In the 11th grade I was given an assignment to take a side on the open end to “The Sunflower: on the Possibilities and Limits of Forgiveness” .
A Mile In His Shoes
In the years preceding and the years of World War II, the Nazi regime and their allies executed the systematic annihilation of the Jewish people and any others perceived as enemies of the party. With a death count upwards of 6 million in Jews alone, this event, now referred to as the Jewish Holocaust, is one of the most horrific tragedies in human history. In the midst of this Holocaust, Jewish Simon Wiesenthal is asked by a dying Nazi Soldier, Karl, to be forgiven for his actions. Simon himself walks out of the room, neither accepting nor denying his apology. After telling us his story, Simon encourages us to take a position on what he should have done.
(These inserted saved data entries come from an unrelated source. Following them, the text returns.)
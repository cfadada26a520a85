use std::time::Instant;

use async_trait::async_trait;
use lopdf::Document;

use crate::error::{AppError, AppResult};

#[derive(Debug)]
pub struct ExtractionResult {
    pub text: String,
    pub pages: usize,
    pub processing_time_ms: u64,
}

/// Converts PDF bytes into plain text, pages concatenated in document order.
#[async_trait]
pub trait TextExtractor: Send + Sync {
    async fn extract_text(&self, content: &[u8]) -> AppResult<ExtractionResult>;

    fn is_available(&self) -> bool {
        true
    }
}

pub struct PdfProcessor;

impl PdfProcessor {
    pub fn new() -> Self {
        Self
    }

    pub fn page_count(&self, pdf_content: &[u8]) -> Option<usize> {
        Document::load_mem(pdf_content)
            .ok()
            .map(|doc| doc.get_pages().len())
    }
}

#[async_trait]
impl TextExtractor for PdfProcessor {
    async fn extract_text(&self, content: &[u8]) -> AppResult<ExtractionResult> {
        let start = Instant::now();

        tracing::info!("Starting PDF text extraction ({} bytes)", content.len());

        if !content.starts_with(b"%PDF") {
            tracing::warn!("Upload does not start with a PDF header, trying extraction anyway");
        }

        let pages = self.page_count(content).unwrap_or_else(|| {
            tracing::warn!("PDF structure validation failed, will try text extraction anyway");
            0
        });

        let bytes = content.to_vec();
        let text = tokio::task::spawn_blocking(move || pdf_extract::extract_text_from_mem(&bytes))
            .await
            .map_err(|e| AppError::internal(format!("PDF extraction task failed: {}", e)))?
            .map_err(|e| {
                tracing::error!("PDF text extraction failed: {}", e);
                AppError::processing(format!("Failed to extract text from PDF: {}", e))
            })?;

        if text.trim().is_empty() {
            tracing::warn!("No text extracted from PDF; the document may be scanned");
        }

        let processing_time = start.elapsed().as_millis() as u64;

        tracing::info!(
            "PDF processing completed in {}ms, extracted {} characters from {} pages",
            processing_time,
            text.len(),
            pages
        );

        Ok(ExtractionResult {
            text,
            pages,
            processing_time_ms: processing_time,
        })
    }
}

impl Default for PdfProcessor {
    fn default() -> Self {
        Self::new()
    }
}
Although it is all too easy to look back at the events of the Jewish Holocaust and say he should not have forgiven him, he nevertheless should have, as is made clear when we consider the negative effect Simon’s decision had on himself, Karl’s state of mind, and the effort Karl must have put forward to ask for forgiveness.
The 14th Dalai Lama of Tibet states that he personally would have forgiven the Nazi soldier and argues that one should always show compassion for those who have done wrong against them (129-130). Accordingly, Primo Levi points out that not forgiving Karl held the negative result of doubt (191). Following this concept of forgiveness and compassion, it’s important to note Albert Speer’s comment that Simon displayed compassion by withholding Karl’s actions from his mother (245-246). Throughout the story it is clear that Simon is full of remorse (64). Simon himself admits that it is not inconceivable to forgive Karl, yet he doesn’t, and the only reason he could have would be bitterness (47). However, as Primo Levi states, when one punishes another for an offense, it only causes a new offense toward the punished (191). This plays completely against Simon’s compassion, and is the source of his moral conflict.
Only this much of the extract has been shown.